Yesterday, I wrote what it meant to me to be an adult in how I go about my day-to-day life.
To do what the day demands of us, without complaint or resentment, and trust that all of what life throws at us is fuel and fodder for the dreams we're chasing, not impediments.
But later it occurred to me that that's something of a tall order, especially the 'without complaint or resentment' part, because when I woke up this morning, resentment had hijacked my brain once more.
KrA is still unwell, which means I had to drop D off to school, and I also had another appointment in the afternoon, and in between all this I came down with a stomach bug myself. So working on the manuscript was something that didn't materialize as much as I wanted it to today.
I felt resentful a fair bit, but I didn't throw a tantrum as a result. And eventually, that feeling passed away.
When I went to pick up D from school, I had to pick up one of his friends as well and drop her off at her friend's place, only a short drive away from school.
Having D and his friend in the back, joking and laughing and singing silly songs, made me so happy that when I dropped her off, loneliness came and sat beside me once more. Along with envy, because the house I dropped her off at was of the kind I wish I lived in, large and spacious with lots of children within.
I was filled with loneliness and envy on the way back home, and on any other day I'd have either criticised myself mentally or thrown a tantrum.
The stars must have aligned in my favour today because what came to mind was a little poster D had made and put up in his room.

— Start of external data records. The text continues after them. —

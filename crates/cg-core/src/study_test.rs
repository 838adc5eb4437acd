use super::*;
use crate::error::CoreError;
use std::fs;
use tempfile::tempdir;

#[test]
fn test_load_study() {
    let dir = tempdir().unwrap();
    fs::write(
        dir.path().join("study.yml"),
        "name: lgg\nprefix: lgg\noutput_dir: out\n",
    )
    .unwrap();
    let study = Study::load(dir.path()).unwrap();
    assert_eq!(study.config.name, "lgg");
    assert_eq!(study.naming.prefix("x"), "lgg__x");
    assert!(study.paths.output_dir().ends_with("out"));
}

#[test]
fn test_load_with_explicit_config() {
    let dir = tempdir().unwrap();
    let config = dir.path().join("custom.yml");
    fs::write(&config, "name: custom\n").unwrap();
    let study = Study::load_with_config(dir.path(), &config).unwrap();
    assert_eq!(study.config.name, "custom");
    assert_eq!(study.naming.prefix("x"), "glioma__x");
}

#[test]
fn test_missing_root() {
    let dir = tempdir().unwrap();
    let missing = dir.path().join("nope");
    let err = Study::new(&missing, StudyConfig::default()).unwrap_err();
    assert!(matches!(err, CoreError::FileNotFound { .. }));
}
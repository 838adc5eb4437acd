//! Error types for cg-sql

use cg_core::CoreError;
use thiserror::Error;

/// SQL generation errors
#[derive(Error, Debug)]
pub enum SqlGenError {
    /// Count statement does not have the shape the view rewrite expects (G001)
    #[error("[G001] Cannot rewrite '{table}' as a view: {reason}")]
    ViewRewrite { table: String, reason: String },

    /// Template render error (G002)
    #[error("[G002] Count template render error: {0}")]
    RenderError(String),

    /// A code list with no entries cannot be rendered as a VALUES list (G003)
    #[error("[G003] Code list for view '{view}' is empty")]
    EmptyCodeList { view: String },

    /// Criteria columns and values differ in length (G004)
    #[error("[G004] Criteria view '{view}' has {columns} columns but {values} values")]
    CriteriaMismatch {
        view: String,
        columns: usize,
        values: usize,
    },

    /// A cube needs at least one grouping column (G005)
    #[error("[G005] Cube on '{source_table}' has no columns")]
    EmptyColumns { source_table: String },

    /// A union needs at least one source view (G006)
    #[error("[G006] Union view '{view}' has no source views")]
    EmptyUnion { view: String },

    /// Invalid explicit table name (G007)
    #[error("[G007] Invalid table name: {0}")]
    InvalidName(String),

    /// Core error
    #[error(transparent)]
    Core(#[from] CoreError),
}

/// Result type alias for SqlGenError
pub type SqlGenResult<T> = Result<T, SqlGenError>;

impl From<minijinja::Error> for SqlGenError {
    fn from(err: minijinja::Error) -> Self {
        SqlGenError::RenderError(err.to_string())
    }
}
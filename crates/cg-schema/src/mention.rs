//! Evidence shared by every extracted variable

use serde::{Deserialize, Serialize};

/// Whether a variable is mentioned in a note, and the text spans citing it.
///
/// Flattened into every mention record, so `has_mention` and `spans` appear
/// at the top level of each serialized object.
#[derive(Debug, Clone, Default, PartialEq, Eq, Serialize, Deserialize)]
pub struct SpanMention {
    #[serde(default)]
    pub has_mention: bool,

    #[serde(default)]
    pub spans: Vec<String>,
}

impl SpanMention {
    /// A mention cited by the given spans.
    pub fn cited<I, S>(spans: I) -> Self
    where
        I: IntoIterator<Item = S>,
        S: Into<String>,
    {
        Self {
            has_mention: true,
            spans: spans.into_iter().map(Into::into).collect(),
        }
    }
}
//! Cube command implementation

use anyhow::{Context, Result};
use cg_core::TableName;
use cg_sql::{cube, CubeSpec, TemplateCountBuilder};

use crate::cli::{CubeArgs, GlobalArgs};
use crate::commands::common::{load_study, print_summary};

/// Execute the cube command
pub fn execute(args: &CubeArgs, global: &GlobalArgs) -> Result<()> {
    let study = load_study(global)?;

    let min_subject = args.min_subject.unwrap_or(study.config.min_subject);
    let mut spec = CubeSpec::new(args.resource.into(), args.source.clone(), &args.columns)?
        .with_min_subject(min_subject)
        .with_where(&args.where_clauses);
    if let Some(name) = &args.name {
        let name = TableName::try_new(name.clone()).context("Cube name must not be empty")?;
        spec = spec.with_table_name(name);
    }

    let builder = TemplateCountBuilder::new();
    let path = cube(&builder, &study, &spec)
        .with_context(|| format!("Failed to write cube over {}", args.source))?;
    print_summary(&[path]);
    Ok(())
}
//! Genetic testing and variant interpretation

use crate::describe::{span_fields, Described, FieldDoc};
use crate::mention::SpanMention;
use crate::schema_enum::schema_enum;
use serde::{Deserialize, Serialize};

schema_enum! {
    /// Clinical interpretation of a variant or test result.
    pub enum VariantInterpretation {
        Benign => "BENIGN",
        LikelyBenign => "LIKELY BENIGN",
        Uncertain => "VARIANT OF UNKNOWN SIGNIFICANCE",
        Pathogenic => "PATHOGENIC",
        LikelyPathogenic => "LIKELY PATHOGENIC",
        NotMentioned => "NOT MENTIONED",
    }
    default = NotMentioned;
}

/// A reported variant of one gene, e.g. IDH1 R132H.
#[derive(Debug, Clone, Default, PartialEq, Serialize, Deserialize)]
pub struct GeneticVariantMention {
    #[serde(flatten)]
    pub mention: SpanMention,

    /// HGNC gene symbol
    #[serde(default)]
    pub hgnc_name: Option<String>,

    #[serde(default)]
    pub interpretation: VariantInterpretation,

    /// HGVS variant notation
    #[serde(default)]
    pub hgvs_variant: Option<String>,
}

pub type VariantMention = GeneticVariantMention;

/// A targeted genetic test (panel, FISH, IHC) and its overall result.
#[derive(Debug, Clone, Default, PartialEq, Serialize, Deserialize)]
pub struct TargetGeneticTestMention {
    #[serde(flatten)]
    pub mention: SpanMention,

    #[serde(default)]
    pub test_name: Option<String>,

    /// HGNC symbols of the tested genes
    #[serde(default)]
    pub hgnc_names: Vec<String>,

    #[serde(default)]
    pub interpretation: VariantInterpretation,
}

impl Described for GeneticVariantMention {
    const NAME: &'static str = "GeneticVariantMention";
    const DESCRIPTION: &'static str = "Clinical interpretation of a genetic variant.";

    fn fields() -> Vec<FieldDoc> {
        let mut fields = span_fields();
        fields.extend([
            FieldDoc::new("hgnc_name", "string", "HGNC HUGO gene naming convention."),
            FieldDoc::new(
                "interpretation",
                "enum",
                "Clinical interpretation of the genetic variant or test result.",
            )
            .with_values(VariantInterpretation::labels()),
            FieldDoc::new(
                "hgvs_variant",
                "string",
                "Human Genome Variation Society (HGVS) variant.",
            ),
        ]);
        fields
    }
}

impl Described for TargetGeneticTestMention {
    const NAME: &'static str = "TargetGeneticTestMention";
    const DESCRIPTION: &'static str =
        "Targeted genetic test ordered or reported for the tumor, and its result.";

    fn fields() -> Vec<FieldDoc> {
        let mut fields = span_fields();
        fields.extend([
            FieldDoc::new("test_name", "string", "Name of the test or panel."),
            FieldDoc::new(
                "hgnc_names",
                "string[]",
                "HGNC symbols of the genes the test covers.",
            ),
            FieldDoc::new("interpretation", "enum", "Overall test interpretation.")
                .with_values(VariantInterpretation::labels()),
        ]);
        fields
    }
}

It's a printable craft from Big Life Journal, titled 'All My Feelings Are OK'.
All my feelings are OK.
And yes, it is OK to feel jealous and lonely.

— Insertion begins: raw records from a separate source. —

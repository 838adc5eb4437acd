//! Configuration types and parsing for study.yml

use crate::error::{CoreError, CoreResult};
use crate::naming::{Naming, StudyPrefix, DEFAULT_PREFIX};
use serde::{Deserialize, Serialize};
use std::fmt;
use std::path::Path;

/// Config file names looked up in a study directory, in order.
pub const CONFIG_FILE_NAMES: [&str; 2] = ["study.yml", "study.yaml"];

/// Study configuration from study.yml
#[derive(Debug, Clone, Serialize, Deserialize)]
#[serde(deny_unknown_fields)]
pub struct StudyConfig {
    /// Study name
    pub name: String,

    /// Prefix of every generated table and view
    #[serde(default = "default_prefix")]
    pub prefix: StudyPrefix,

    /// Directory holding value set JSON and CSV inputs
    #[serde(default = "default_valueset_dir")]
    pub valueset_dir: String,

    /// Directory generated `.sql` files are written to
    #[serde(default = "default_output_dir")]
    pub output_dir: String,

    /// Minimum distinct subjects per cube cell (small-cell suppression)
    #[serde(default = "default_min_subject")]
    pub min_subject: u32,

    /// Headerless `system,code,display` CSV files converted to value set views by `cg make`
    #[serde(default)]
    pub valuesets: Vec<String>,

    /// Cube tables generated by `cg make`
    #[serde(default)]
    pub cubes: Vec<CubeConfig>,

    /// Union catalogs generated by `cg make`
    #[serde(default)]
    pub unions: Vec<UnionConfig>,
}

/// One cube definition in study.yml
#[derive(Debug, Clone, Serialize, Deserialize)]
#[serde(deny_unknown_fields)]
pub struct CubeConfig {
    /// Line-level cohort table the counts are derived from
    pub source: String,

    /// Columns in the CUBE group-by expression
    pub columns: Vec<String>,

    /// Which FHIR resource is counted
    #[serde(default)]
    pub resource: CountResource,

    /// Per-cube override of the study threshold
    #[serde(default)]
    pub min_subject: Option<u32>,

    /// Explicit output name; derived from `source` when absent
    #[serde(default)]
    pub name: Option<String>,

    /// Extra filter clauses applied to the source rows
    #[serde(default, rename = "where")]
    pub where_clauses: Vec<String>,
}

/// One union catalog definition in study.yml
#[derive(Debug, Clone, Serialize, Deserialize)]
#[serde(deny_unknown_fields)]
pub struct UnionConfig {
    /// Output view name, prefixed on write
    pub name: String,

    /// Source value set views
    pub views: Vec<String>,
}

/// FHIR resource whose distinct references a cube counts
#[derive(Debug, Clone, Copy, PartialEq, Eq, Hash, Serialize, Deserialize, Default)]
#[serde(rename_all = "lowercase")]
pub enum CountResource {
    /// `count(distinct subject_ref)`
    #[default]
    Patient,
    /// `count(distinct encounter_ref)`
    Encounter,
    /// `count(distinct documentreference_ref)`
    #[serde(alias = "documentreference")]
    Document,
}

impl CountResource {
    /// Resource tag used inside the count query.
    pub fn fhir_resource(&self) -> &'static str {
        match self {
            CountResource::Patient => "patient",
            CountResource::Encounter => "encounter",
            CountResource::Document => "documentreference",
        }
    }

    /// Suffix of the cube name. `Document` is `document`, not its resource tag.
    pub fn name_suffix(&self) -> &'static str {
        match self {
            CountResource::Patient => "patient",
            CountResource::Encounter => "encounter",
            CountResource::Document => "document",
        }
    }

    /// Column counted with `count(distinct ...)`.
    pub fn subject_ref(&self) -> &'static str {
        match self {
            CountResource::Patient => "subject_ref",
            CountResource::Encounter => "encounter_ref",
            CountResource::Document => "documentreference_ref",
        }
    }
}

impl fmt::Display for CountResource {
    fn fmt(&self, f: &mut fmt::Formatter<'_>) -> fmt::Result {
        f.write_str(self.name_suffix())
    }
}

fn default_prefix() -> StudyPrefix {
    Naming::default().study_prefix().clone()
}

fn default_valueset_dir() -> String {
    "valueset".to_string()
}

fn default_output_dir() -> String {
    "athena".to_string()
}

const DEFAULT_MIN_SUBJECT: u32 = 1;

fn default_min_subject() -> u32 {
    DEFAULT_MIN_SUBJECT
}

impl StudyConfig {
    /// Minimal configuration for a study that only uses defaults.
    pub fn with_name(name: impl Into<String>) -> Self {
        Self {
            name: name.into(),
            prefix: default_prefix(),
            valueset_dir: default_valueset_dir(),
            output_dir: default_output_dir(),
            min_subject: default_min_subject(),
            valuesets: Vec::new(),
            cubes: Vec::new(),
            unions: Vec::new(),
        }
    }

    /// Load configuration from a file path
    pub fn load(path: &Path) -> CoreResult<Self> {
        if !path.exists() {
            return Err(CoreError::ConfigNotFound {
                path: path.display().to_string(),
            });
        }

        let content = std::fs::read_to_string(path).map_err(|e| CoreError::IoWithPath {
            path: path.display().to_string(),
            source: e,
        })?;
        let config: StudyConfig =
            serde_yaml::from_str(&content).map_err(|e| CoreError::ConfigParseError {
                message: format!("{}: {}", path.display(), e),
            })?;
        config.validate()?;
        Ok(config)
    }

    /// Load configuration from a study directory (study.yml or study.yaml)
    pub fn load_from_dir(dir: &Path) -> CoreResult<Self> {
        for file_name in CONFIG_FILE_NAMES {
            let candidate = dir.join(file_name);
            if candidate.exists() {
                return Self::load(&candidate);
            }
        }
        Err(CoreError::ConfigNotFound {
            path: dir.join(CONFIG_FILE_NAMES[0]).display().to_string(),
        })
    }

    fn validate(&self) -> CoreResult<()> {
        if self.name.is_empty() {
            return Err(CoreError::ConfigInvalid {
                message: "Study name cannot be empty".to_string(),
            });
        }

        if self.prefix.contains("__") {
            return Err(CoreError::ConfigInvalid {
                message: format!("Prefix '{}' must not contain '__'", self.prefix),
            });
        }

        for cube in &self.cubes {
            if cube.columns.is_empty() {
                return Err(CoreError::ConfigInvalid {
                    message: format!("Cube on '{}' has no columns", cube.source),
                });
            }
        }

        for union in &self.unions {
            if union.views.is_empty() {
                return Err(CoreError::ConfigInvalid {
                    message: format!("Union '{}' has no views", union.name),
                });
            }
        }

        Ok(())
    }

    /// Naming engine for this study's prefix
    pub fn naming(&self) -> Naming {
        Naming::new(self.prefix.clone())
    }
}

impl Default for StudyConfig {
    fn default() -> Self {
        Self::with_name(DEFAULT_PREFIX)
    }
}

#[cfg(test)]
#[path = "config_test.rs"]
mod tests;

The trick, I learned today, is to not act on them.
Sure, having those feelings lodge themselves in my body caused me intense discomfort. There's nothing more I'd have liked to do than run away or throw a tantrum and yell at someone, just to get that feeling out of me or to get away from that feeling in any way whatsoever.

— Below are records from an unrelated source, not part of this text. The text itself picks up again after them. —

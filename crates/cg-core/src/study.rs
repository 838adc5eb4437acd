//! Study loading

use crate::config::StudyConfig;
use crate::error::CoreResult;
use crate::files::StudyPaths;
use crate::naming::Naming;
use std::path::Path;

/// A loaded study: its configuration, naming engine and resolved directories.
#[derive(Debug, Clone)]
pub struct Study {
    /// Study configuration
    pub config: StudyConfig,

    /// Naming engine bound to the configured prefix
    pub naming: Naming,

    /// Value set and output directories, anchored at the study root
    pub paths: StudyPaths,
}

impl Study {
    /// Build a study rooted at `root` from an already-parsed configuration.
    pub fn new(root: &Path, config: StudyConfig) -> CoreResult<Self> {
        let paths = StudyPaths::new(root, &config)?;
        Ok(Self {
            naming: config.naming(),
            paths,
            config,
        })
    }

    /// Load a study from its root directory (study.yml or study.yaml).
    pub fn load(root: &Path) -> CoreResult<Self> {
        let config = StudyConfig::load_from_dir(root)?;
        log::debug!("Loaded study '{}' from {}", config.name, root.display());
        Self::new(root, config)
    }

    /// Load a study from an explicit config file; `root` still anchors all paths.
    pub fn load_with_config(root: &Path, config_path: &Path) -> CoreResult<Self> {
        let config = StudyConfig::load(config_path)?;
        Self::new(root, config)
    }
}

#[cfg(test)]
#[path = "study_test.rs"]
mod tests;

But when I said to myself today, that all my feelings are OK, there was no need to fight them or rationalize them or question why they exist or do something to get rid of them or distract myself from them.
All that mental dialogue I used to engage in, badgering myself with questions such as 'How did I screw up so badly in life?' or 'Why am I feeling envious?' or 'Why am I not grateful with what I have?' didn't occupy any place in my mind.
I feel lonely. And that is OK. All my feelings are OK.
I feel envious. And that is OK. All my feelings are OK.
And that's it. After a while, the feeling passed, the mood shifted, and now the evening breeze is playing with the still-bare branches, tossing them this way and that in the path of the sunlight, casting leaf-shadow on the wall in front of my desk, making them shimmer and ripple like the sunlight-kissed surface of a lake.
And now, once again I am in love with the life I have, with the words I write, with this west-facing room I write in where the evening sun peeks inside and sees me at work and warms my heart and whispers to me on his way out, "Life is beautiful. Your life is very beautiful indeed."